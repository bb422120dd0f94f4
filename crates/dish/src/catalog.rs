use mealcal_shared::{Error, dish::Dish};

use crate::DishInput;

/// Ordered dish list. Dishes are addressed by their current position.
#[derive(Clone, Debug, Default, PartialEq, Eq)]
pub struct DishCatalog {
    dishes: Vec<Dish>,
}

impl DishCatalog {
    pub fn new() -> Self {
        Self::default()
    }

    /// Builds a catalog from already structured dishes. Names and
    /// ingredients are trimmed and blank ingredients dropped, as
    /// [`DishInput::parse`] does, then the invariants of
    /// [`DishCatalog::add`] are enforced.
    pub fn from_dishes(dishes: Vec<Dish>) -> mealcal_shared::Result<Self> {
        let mut catalog = Self::new();

        for dish in dishes {
            let name = dish.name.trim();
            if name.is_empty() {
                mealcal_shared::bail!(Error::EmptyField("name"));
            }

            let ingredients: Vec<String> = dish
                .ingredients
                .iter()
                .map(|i| i.trim())
                .filter(|i| !i.is_empty())
                .map(str::to_owned)
                .collect();

            if ingredients.is_empty() {
                mealcal_shared::bail!(Error::EmptyField("ingredients"));
            }

            catalog.ensure_unique(name, None)?;
            catalog.dishes.push(Dish {
                name: name.to_owned(),
                ingredients,
                category: dish.category,
            });
        }

        Ok(catalog)
    }

    pub fn dishes(&self) -> &[Dish] {
        &self.dishes
    }

    pub fn len(&self) -> usize {
        self.dishes.len()
    }

    pub fn is_empty(&self) -> bool {
        self.dishes.is_empty()
    }

    pub fn get(&self, index: usize) -> Option<&Dish> {
        self.dishes.get(index)
    }

    /// Exact-name lookup, as used when resolving planned meals.
    pub fn find(&self, name: &str) -> Option<&Dish> {
        self.dishes.iter().find(|dish| dish.name == name)
    }

    pub fn contains(&self, name: &str) -> bool {
        self.find(name).is_some()
    }

    pub fn add(&mut self, input: DishInput) -> mealcal_shared::Result<&Dish> {
        let dish = input.parse()?;
        self.ensure_unique(&dish.name, None)?;

        tracing::debug!(name = %dish.name, "dish added");

        self.dishes.push(dish);

        Ok(&self.dishes[self.dishes.len() - 1])
    }

    /// Replaces the dish at `index` in place. The dish being edited may keep
    /// its own name.
    pub fn edit(&mut self, index: usize, input: DishInput) -> mealcal_shared::Result<&Dish> {
        if index >= self.dishes.len() {
            mealcal_shared::bail!(Error::IndexOutOfRange(index));
        }

        let dish = input.parse()?;
        self.ensure_unique(&dish.name, Some(index))?;

        tracing::debug!(index, name = %dish.name, "dish edited");

        self.dishes[index] = dish;

        Ok(&self.dishes[index])
    }

    /// Removes the dish at `index`, shifting later dishes down by one. Meals
    /// already planned with it are left as they are.
    pub fn delete(&mut self, index: usize) -> mealcal_shared::Result<Dish> {
        if index >= self.dishes.len() {
            mealcal_shared::bail!(Error::IndexOutOfRange(index));
        }

        let dish = self.dishes.remove(index);

        tracing::debug!(index, name = %dish.name, "dish deleted");

        Ok(dish)
    }

    fn ensure_unique(&self, name: &str, exclude: Option<usize>) -> mealcal_shared::Result<()> {
        let taken = self
            .dishes
            .iter()
            .enumerate()
            .any(|(i, dish)| Some(i) != exclude && dish.is_named(name));

        if taken {
            mealcal_shared::bail!(Error::DuplicateName(name.to_owned()));
        }

        Ok(())
    }
}

impl TryFrom<Vec<Dish>> for DishCatalog {
    type Error = Error;

    fn try_from(value: Vec<Dish>) -> Result<Self, Self::Error> {
        Self::from_dishes(value)
    }
}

## [DIRECTIONS FOR THIS TASK]
Your answer should be the lines of the records that hold the string "exclude".

## [EXERCISE ANSWER]
    fn ensure_unique(&self, name: &str, exclude: Option<usize>) -> mealcal_shared::Result<()> {
            .any(|(i, dish)| Some(i) != exclude && dish.is_named(name));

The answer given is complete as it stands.